▶ **AIM OF THE TASK**:
The result should be every line of the listing that contains "PartialEq".
────
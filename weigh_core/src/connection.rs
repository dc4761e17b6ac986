//! Lifecycle of the one connection a session may hold.
//!
//! `Disconnected → Connecting → Connected → (services ready) → Disconnected`.
//! Connect and discovery are two-phase: the request goes out through the
//! `Link` and the completion comes back as an event with the same ticket.
//! Completions whose ticket is not the pending one are stale and ignored.
use std::time::Duration;

use serde::Serialize;
use tracing::{debug, info, warn};
use uuid::Uuid;
use weigh_traits::{Link, Ticket};

use crate::error::{SessionError, SessionResult};
use crate::link_error::{Stage, map_link_error};

#[derive(Debug, Clone, Copy, PartialEq, Eq, Serialize)]
pub enum ConnectionState {
    Disconnected,
    Connecting,
    Connected,
}

/// Read-only view of the live connection.
#[derive(Debug, Clone, PartialEq, Eq)]
pub struct Connection {
    pub identifier: String,
    pub state: ConnectionState,
    pub services_discovered: bool,
}

#[derive(Debug, Clone, Copy, PartialEq, Eq)]
enum Pending {
    Connect(Ticket),
    Discovery(Ticket),
}

#[derive(Debug, Clone)]
pub struct SessionConnection {
    state: ConnectionState,
    identifier: Option<String>,
    services_discovered: bool,
    pending: Option<Pending>,
    subscriptions: Vec<(Uuid, Uuid)>,
    write_timeout: Duration,
}

impl SessionConnection {
    pub fn new(write_timeout: Duration) -> Self {
        Self {
            state: ConnectionState::Disconnected,
            identifier: None,
            services_discovered: false,
            pending: None,
            subscriptions: Vec::new(),
            write_timeout,
        }
    }

    pub fn state(&self) -> ConnectionState {
        self.state
    }

    pub fn identifier(&self) -> Option<&str> {
        self.identifier.as_deref()
    }

    pub fn services_discovered(&self) -> bool {
        self.services_discovered
    }

    pub fn current(&self) -> Option<Connection> {
        self.identifier.as_ref().map(|id| Connection {
            identifier: id.clone(),
            state: self.state,
            services_discovered: self.services_discovered,
        })
    }

    pub fn is_subscribed(&self, service: Uuid, characteristic: Uuid) -> bool {
        self.subscriptions.contains(&(service, characteristic))
    }

    /// Request a connection. One attempt at a time, one connection per session.
    pub fn connect<L: Link>(
        &mut self,
        link: &mut L,
        ticket: Ticket,
        identifier: &str,
    ) -> SessionResult<()> {
        if self.state != ConnectionState::Disconnected {
            return Err(SessionError::SessionBusy);
        }
        link.connect(ticket, identifier)
            .map_err(|e| map_link_error(Stage::Connect, e.as_ref()))?;
        self.state = ConnectionState::Connecting;
        self.identifier = Some(identifier.to_owned());
        self.pending = Some(Pending::Connect(ticket));
        debug!(identifier, %ticket, "connect requested");
        Ok(())
    }

    /// Apply a connect completion. Returns false if it was stale.
    pub fn on_connected(&mut self, ticket: Ticket, identifier: &str) -> bool {
        if self.state != ConnectionState::Connecting
            || self.pending != Some(Pending::Connect(ticket))
        {
            return false;
        }
        if self.identifier.as_deref() != Some(identifier) {
            debug!(
                requested = self.identifier.as_deref().unwrap_or(""),
                reported = identifier,
                "transport reported a different identifier"
            );
            self.identifier = Some(identifier.to_owned());
        }
        self.state = ConnectionState::Connected;
        self.pending = None;
        info!(identifier, "connected");
        true
    }

    /// Apply a connect failure. Returns false if it was stale.
    pub fn on_connect_failed(&mut self, ticket: Ticket) -> bool {
        if self.pending != Some(Pending::Connect(ticket)) {
            return false;
        }
        self.state = ConnectionState::Disconnected;
        self.identifier = None;
        self.pending = None;
        true
    }

    pub fn discover_services<L: Link>(&mut self, link: &mut L, ticket: Ticket) -> SessionResult<()> {
        if self.state != ConnectionState::Connected {
            return Err(SessionError::NotReady(
                "service discovery requires a connection".into(),
            ));
        }
        if self.pending.is_some() {
            return Err(SessionError::NotReady(
                "service discovery already in progress".into(),
            ));
        }
        link.discover_services(ticket)
            .map_err(|e| map_link_error(Stage::Connect, e.as_ref()))?;
        self.pending = Some(Pending::Discovery(ticket));
        debug!(%ticket, "service discovery requested");
        Ok(())
    }

    pub fn on_services_discovered(&mut self, ticket: Ticket) -> bool {
        if self.pending != Some(Pending::Discovery(ticket)) {
            return false;
        }
        self.pending = None;
        self.services_discovered = true;
        debug!("services discovered");
        true
    }

    pub fn on_discovery_failed(&mut self, ticket: Ticket) -> bool {
        if self.pending != Some(Pending::Discovery(ticket)) {
            return false;
        }
        self.pending = None;
        true
    }

    /// Write with acknowledgement. Failures surface as `Write`, no retry.
    pub fn write<L: Link>(
        &mut self,
        link: &mut L,
        service: Uuid,
        characteristic: Uuid,
        value: &[u8],
    ) -> SessionResult<()> {
        self.ensure_ready()?;
        link.write(service, characteristic, value, self.write_timeout)
            .map_err(|e| map_link_error(Stage::Write, e.as_ref()))?;
        debug!(%characteristic, len = value.len(), "write acknowledged");
        Ok(())
    }

    /// Route notifications of `characteristic` to the session. Subscribing
    /// again replaces the existing route.
    pub fn subscribe<L: Link>(
        &mut self,
        link: &mut L,
        service: Uuid,
        characteristic: Uuid,
    ) -> SessionResult<()> {
        self.ensure_ready()?;
        if self.is_subscribed(service, characteristic) {
            debug!(%characteristic, "already subscribed, route replaced");
            return Ok(());
        }
        link.set_notify(service, characteristic, true)
            .map_err(|e| map_link_error(Stage::Write, e.as_ref()))?;
        self.subscriptions.push((service, characteristic));
        debug!(%characteristic, "subscribed");
        Ok(())
    }

    pub fn unsubscribe<L: Link>(
        &mut self,
        link: &mut L,
        service: Uuid,
        characteristic: Uuid,
    ) -> SessionResult<()> {
        if !self.is_subscribed(service, characteristic) {
            return Ok(());
        }
        self.subscriptions.retain(|s| *s != (service, characteristic));
        link.set_notify(service, characteristic, false)
            .map_err(|e| map_link_error(Stage::Write, e.as_ref()))
    }

    /// Whether a notification of this characteristic has a route.
    pub fn accepts(&self, service: Uuid, characteristic: Uuid) -> bool {
        self.state == ConnectionState::Connected && self.is_subscribed(service, characteristic)
    }

    /// Unsubscribe everything and release the link. Safe from any state.
    pub fn disconnect<L: Link>(&mut self, link: &mut L) {
        if self.state == ConnectionState::Disconnected && self.pending.is_none() {
            return;
        }
        for (service, characteristic) in std::mem::take(&mut self.subscriptions) {
            if let Err(e) = link.set_notify(service, characteristic, false) {
                warn!(error = %e, %characteristic, "unsubscribe failed during teardown");
            }
        }
        if let Err(e) = link.disconnect() {
            warn!(error = %e, "disconnect failed");
        }
        info!(
            identifier = self.identifier.as_deref().unwrap_or(""),
            "disconnected"
        );
        self.state = ConnectionState::Disconnected;
        self.identifier = None;
        self.services_discovered = false;
        self.pending = None;
    }

    fn ensure_ready(&self) -> SessionResult<()> {
        if self.state != ConnectionState::Connected || !self.services_discovered {
            return Err(SessionError::NotReady(
                "characteristic I/O before service discovery".into(),
            ));
        }
        Ok(())
    }
}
────
▶ **EXPECTED ANSWER**:
#[derive(Debug, Clone, Copy, PartialEq, Eq, Serialize)]
#[derive(Debug, Clone, PartialEq, Eq)]
#[derive(Debug, Clone, Copy, PartialEq, Eq)]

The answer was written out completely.